But now, the motel room bathroom. He’s efficient. He points at the tub, so she sits down on the lip of it. Her whole body has gone stiff and uncooperative. It’s difficult now to even bend at the waist. He gets her boots off for her, Nikki hissing through her teeth as his hands cradle both firmly and gingerly her hurt leg. Her velour track pants have more or less stuck to the clotted, dried blood and she can’t watch as he pours warm water over the pants and the wound. She yelps, one hand reaching out and grabbing onto his shoulder. He glances up at her. Funny how his face is as solid and impassive, as gentle, as his hands on her. He nods once. She shakily returns it. Not for the first time, she thinks — he’s done this before. The first time she had thought that was when he dragged her into the woods away from the bus. The second time was when he ( _they_ ) decapitated that sorry son of a bitch. Jesus Christ, she decapitated somebody. The surreality of it all is licking at her heels, threatening to swallow her down whole. She sucks in a deep breath. She wants to tell herself she’s been through worse, but this is pretty bottom-barrel-scraping here.

Wrench gets her pants off her quickly, mechanically, and maneuvers her body so she has her hurt leg in the tub. It strikes her as both insane and ridiculous he still has that coat on; she gets this dumb idea in her head that maybe that’s all that’s holding him together. He takes that off and he’ll just go to literal pieces, limbs scattered. A manic laugh catches in her throat; they've made it this far and now she's cracking up. She’s still holding onto his shoulder and she tightens her grip. Like an anchor, she thinks dimly, breathing hard as she watches him pick up the bottle of hydrogen peroxide. “Just do it just do it just do it,” she chants quietly. He’s watching her face and he nods again. And then he does it. 
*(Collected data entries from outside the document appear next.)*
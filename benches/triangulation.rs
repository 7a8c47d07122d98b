//! Benchmarks for the per-generation pipeline
//!
//! Measures Bowyer–Watson construction, adjacency extraction and a full
//! simulation step at the population sizes the automaton actually runs at.

#![allow(missing_docs)]

use criterion::{criterion_group, criterion_main, BenchmarkId, Criterion, Throughput};
use rand::SeedableRng;
use rand_chacha::ChaCha8Rng;
use std::hint::black_box;
use voronoi_automaton::*;

const SIZES: [usize; 4] = [50, 200, 500, 1000];

fn random_sites(n: usize, bounds: &Bounds) -> Vec<DVec2> {
    let mut rng = ChaCha8Rng::seed_from_u64(n as u64);
    generate_sites(n, bounds, &mut rng)
}

fn bench_triangulation(c: &mut Criterion) {
    let bounds = Bounds::new(800.0, 600.0);
    let mut group = c.benchmark_group("bowyer_watson");

    for &n in &SIZES {
        let sites = random_sites(n, &bounds);
        group.throughput(Throughput::Elements(n as u64));
        group.bench_with_input(BenchmarkId::new("random_sites", n), &sites, |b, sites| {
            b.iter(|| black_box(build_triangulation_within(sites, &bounds)));
        });
    }

    group.finish();
}

fn bench_adjacency(c: &mut Criterion) {
    let bounds = Bounds::new(800.0, 600.0);
    let mut group = c.benchmark_group("extract_adjacency");

    for &n in &SIZES {
        let sites = random_sites(n, &bounds);
        let triangulation = build_triangulation_within(&sites, &bounds);
        group.throughput(Throughput::Elements(n as u64));
        group.bench_with_input(
            BenchmarkId::new("random_sites", n),
            &triangulation,
            |b, tri| {
                b.iter(|| black_box(extract_adjacency(&tri.triangles, tri.site_count)));
            },
        );
    }

    group.finish();
}

fn bench_simulation_step(c: &mut Criterion) {
    let mut group = c.benchmark_group("simulation_step");

    for &n in &[50usize, 200] {
        let config = SimulationConfigBuilder::new()
            .seed(42)
            .canvas(800.0, 600.0)
            .and_then(|b| b.initial_sites(n))
            .and_then(|b| b.build())
            .unwrap();

        group.bench_with_input(BenchmarkId::new("initial_sites", n), &config, |b, &config| {
            b.iter_with_setup(
                || Simulation::new(config).unwrap(),
                |mut sim| {
                    black_box(sim.step());
                },
            );
        });
    }

    group.finish();
}

criterion_group!(
    benches,
    bench_triangulation,
    bench_adjacency,
    bench_simulation_step
);
criterion_main!(benches);
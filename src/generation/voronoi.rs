//! Voronoi edges for rendering
//!
//! Each Delaunay edge is dual to one Voronoi edge. An interior edge (two
//! incident triangles) maps to the segment between the two circumcenters. A
//! hull edge maps to an unbounded ray leaving its triangle's circumcenter
//! along the edge normal, pointing away from the triangle. Both are clipped
//! to the canvas.

use glam::DVec2;

use crate::generation::adjacency::{Adjacency, EdgeKey};
use crate::generation::delaunay::Triangulation;
use crate::geometry::{clip_segment, Bounds};

/// Ray length as a multiple of the canvas' largest dimension
const RAY_LENGTH_FACTOR: f64 = 4.0;

/// Whether a Voronoi edge is bounded
#[derive(Debug, Clone, Copy, PartialEq, Eq)]
pub enum EdgeKind {
    /// Between two circumcenters
    Finite,
    /// Unbounded ray dual to a hull edge
    Ray,
}

/// One clipped Voronoi edge
#[derive(Debug, Clone, Copy, PartialEq)]
pub struct VoronoiEdge {
    /// The pair of sites this edge separates
    pub sites: EdgeKey,
    pub start: DVec2,
    pub end: DVec2,
    pub kind: EdgeKind,
}

impl VoronoiEdge {
    #[inline]
    pub fn length(&self) -> f64 {
        self.start.distance(self.end)
    }
}

/// Clipped Voronoi edges for every Delaunay edge in `adjacency`
///
/// Edges entirely outside `bounds` are omitted.
pub fn voronoi_edges(
    triangulation: &Triangulation,
    adjacency: &Adjacency,
    bounds: &Bounds,
) -> Vec<VoronoiEdge> {
    let tris = &triangulation.triangles;
    let mut edges = Vec::with_capacity(adjacency.edge_triangles.len());

    for (edge, [t0, t1]) in adjacency.interior_edges() {
        let a = tris[t0].circumcircle.center;
        let b = tris[t1].circumcircle.center;

        if let Some((start, end)) = clip_segment(a, b, bounds) {
            edges.push(VoronoiEdge {
                sites: edge,
                start,
                end,
                kind: EdgeKind::Finite,
            });
        }
    }

    let ray_length = bounds.max_dimension() * RAY_LENGTH_FACTOR;

    for (edge, ti) in adjacency.hull_edges() {
        let triangle = &tris[ti];
        let Some(w) = triangle.opposite(edge) else {
            continue;
        };

        let (u, v) = edge.endpoints();
        let pts = &triangulation.points;
        let direction = outward_normal(pts[u], pts[v], pts[w]);
        let origin = triangle.circumcircle.center;

        if let Some((start, end)) = clip_segment(origin, origin + direction * ray_length, bounds) {
            edges.push(VoronoiEdge {
                sites: edge,
                start,
                end,
                kind: EdgeKind::Ray,
            });
        }
    }

    edges
}

/// Unit normal of edge `ab` on the side away from `opposite`
fn outward_normal(a: DVec2, b: DVec2, opposite: DVec2) -> DVec2 {
    let normal = (b - a).perp();
    let to_opposite = opposite - (a + b) * 0.5;

    let normal = if normal.dot(to_opposite) > 0.0 {
        -normal
    } else {
        normal
    };
    normal.try_normalize().unwrap_or(normal)
}
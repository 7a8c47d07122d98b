//! Edge incidence and Voronoi-neighbour graph
//!
//! Derived from a triangle list: every undirected edge maps to the triangles
//! that share it, and sites joined by an interior edge (two incident
//! triangles) are Voronoi neighbours. Hull edges, which have a single
//! incident triangle, do not produce a neighbour relation.

use glam::DVec2;
use std::collections::{BTreeMap, BTreeSet};

use crate::error::{AutomatonError, Result};
use crate::generation::delaunay::Triangle;

/// Undirected edge between two point indices, stored as `(lo, hi)`
#[cfg_attr(feature = "serde", derive(serde::Serialize, serde::Deserialize))]
#[derive(Debug, Clone, Copy, PartialEq, Eq, Hash, PartialOrd, Ord)]
pub struct EdgeKey {
    lo: u32,
    hi: u32,
}

impl EdgeKey {
    /// Canonicalize `(u, v)` so that `lo <= hi`
    #[inline]
    pub fn new(u: usize, v: usize) -> Self {
        debug_assert!(u <= u32::MAX as usize && v <= u32::MAX as usize);
        let (lo, hi) = if u <= v { (u, v) } else { (v, u) };
        Self {
            lo: lo as u32,
            hi: hi as u32,
        }
    }

    /// Endpoints as `(lo, hi)`
    #[inline]
    pub fn endpoints(&self) -> (usize, usize) {
        (self.lo as usize, self.hi as usize)
    }

    /// Both indices packed into one `u64`, `lo` in the high half
    #[inline]
    pub fn packed(&self) -> u64 {
        ((self.lo as u64) << 32) | self.hi as u64
    }
}

/// Edge incidence plus the Voronoi-neighbour graph of the real sites
#[derive(Debug, Clone, Default)]
pub struct Adjacency {
    /// Triangle indices incident to each edge (1 on the hull, 2 inside)
    pub edge_triangles: BTreeMap<EdgeKey, Vec<usize>>,
    /// Neighbour set of each real site
    pub neighbor_sets: Vec<BTreeSet<usize>>,
    /// `neighbor_sets[i].len()`, cached for the automaton
    pub neighbor_counts: Vec<usize>,
}

impl Adjacency {
    /// Number of sites covered by the neighbour graph
    #[inline]
    pub fn site_count(&self) -> usize {
        self.neighbor_sets.len()
    }

    /// Neighbour count of site `i`, or 0 if `i` is not covered
    #[inline]
    pub fn neighbor_count(&self, i: usize) -> usize {
        self.neighbor_counts.get(i).copied().unwrap_or(0)
    }

    /// Neighbours of site `i` in ascending index order
    pub fn neighbors(&self, i: usize) -> impl Iterator<Item = usize> + '_ {
        self.neighbor_sets.get(i).into_iter().flatten().copied()
    }

    #[inline]
    pub fn are_neighbors(&self, u: usize, v: usize) -> bool {
        self.neighbor_sets.get(u).is_some_and(|s| s.contains(&v))
    }

    /// Neighbour of site `i` furthest from it
    ///
    /// Ties keep the lowest index. `None` when `i` has no neighbours.
    pub fn furthest_neighbor(&self, i: usize, sites: &[DVec2]) -> Option<usize> {
        let origin = *sites.get(i)?;
        let mut best: Option<(usize, f64)> = None;

        for j in self.neighbors(i) {
            let Some(&site) = sites.get(j) else { continue };
            let d2 = site.distance_squared(origin);
            if best.map_or(true, |(_, best_d2)| d2 > best_d2) {
                best = Some((j, d2));
            }
        }

        best.map(|(j, _)| j)
    }

    /// Edges with exactly two incident triangles
    pub fn interior_edges(&self) -> impl Iterator<Item = (EdgeKey, [usize; 2])> + '_ {
        self.edge_triangles
            .iter()
            .filter_map(|(&edge, tris)| match tris.as_slice() {
                &[t0, t1] => Some((edge, [t0, t1])),
                _ => None,
            })
    }

    /// Edges with a single incident triangle (the convex hull)
    pub fn hull_edges(&self) -> impl Iterator<Item = (EdgeKey, usize)> + '_ {
        self.edge_triangles
            .iter()
            .filter_map(|(&edge, tris)| match tris.as_slice() {
                &[t] => Some((edge, t)),
                _ => None,
            })
    }

    /// Check edge incidence and neighbour symmetry
    ///
    /// # Errors
    ///
    /// Returns `InvariantViolation` if any edge has zero or more than two
    /// incident triangles, or if the neighbour graph is not symmetric.
    pub fn validate(&self) -> Result<()> {
        for (edge, tris) in &self.edge_triangles {
            if tris.is_empty() || tris.len() > 2 {
                return Err(AutomatonError::InvariantViolation(format!(
                    "edge {:?} has {} incident triangles",
                    edge.endpoints(),
                    tris.len()
                )));
            }
        }

        for (u, set) in self.neighbor_sets.iter().enumerate() {
            if set.len() != self.neighbor_count(u) {
                return Err(AutomatonError::InvariantViolation(format!(
                    "site {} caches {} neighbours but has {}",
                    u,
                    self.neighbor_count(u),
                    set.len()
                )));
            }
            if let Some(&v) = set.iter().find(|&&v| !self.are_neighbors(v, u)) {
                return Err(AutomatonError::InvariantViolation(format!(
                    "neighbour graph asymmetric: {} -> {} without {} -> {}",
                    u, v, v, u
                )));
            }
        }

        Ok(())
    }
}

/// Build edge incidence and the neighbour graph for `site_count` real sites
pub fn extract_adjacency(triangles: &[Triangle], site_count: usize) -> Adjacency {
    let mut edge_triangles: BTreeMap<EdgeKey, Vec<usize>> = BTreeMap::new();

    for (ti, t) in triangles.iter().enumerate() {
        for edge in t.edges() {
            edge_triangles.entry(edge).or_default().push(ti);
        }
    }

    let mut neighbor_sets = vec![BTreeSet::new(); site_count];

    for (edge, tris) in &edge_triangles {
        if tris.len() > 2 {
            log::error!(
                "edge {:?} shared by {} triangles; triangulation is corrupt",
                edge.endpoints(),
                tris.len()
            );
            continue;
        }
        if tris.len() != 2 {
            continue;
        }

        let (u, v) = edge.endpoints();
        if u < site_count && v < site_count {
            neighbor_sets[u].insert(v);
            neighbor_sets[v].insert(u);
        }
    }

    let neighbor_counts = neighbor_sets.iter().map(BTreeSet::len).collect();

    Adjacency {
        edge_triangles,
        neighbor_sets,
        neighbor_counts,
    }
}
He helps her up, after. He wraps his arm around her middle as she tests her weight on her legs, and she gasps in pain, folds in on herself even though that only hurts more. She almost misses the frown on his face, the look of confused concern, but then he’s moving, his hands lifting up her t-shirt and she’s shaking her head, but it's too late — he’s seen the damage. 

She glances down. The bruises somehow look worse, but isn’t that how healing works? It gets worse before it gets better. Her body looks like one of those fucking Rorschach tests, all dark blots you could read anything into it you wanted. She shakes her head when he finally looks up at her face. He signs something.

“I don’t … ” she trails off.

He tries it again; she still doesn’t know. He sighs, and she gets that. She hears that futility alright. Finally, he holds up one finger and he spells out the three-letter word he had signed. _I-C-E._

“Ice,” she repeats. He nods, and points at her torso, the hem of her t-shirt still lifted and held in his hand.

“Thank you.”

 

 

 

 

 

Nikki waits until she hears Wrench leave before she limps over to the bathroom door. It shuts with a click, and she flips the flimsy lock. 

She tries to clean up with the cheap motel soap at the sink, lacking both the strength and the energy to get in the shower. She sticks her head under the low water pressure of the faucet, the water neither warm nor cold, but still makes her shiver. That’s when she starts to cry. 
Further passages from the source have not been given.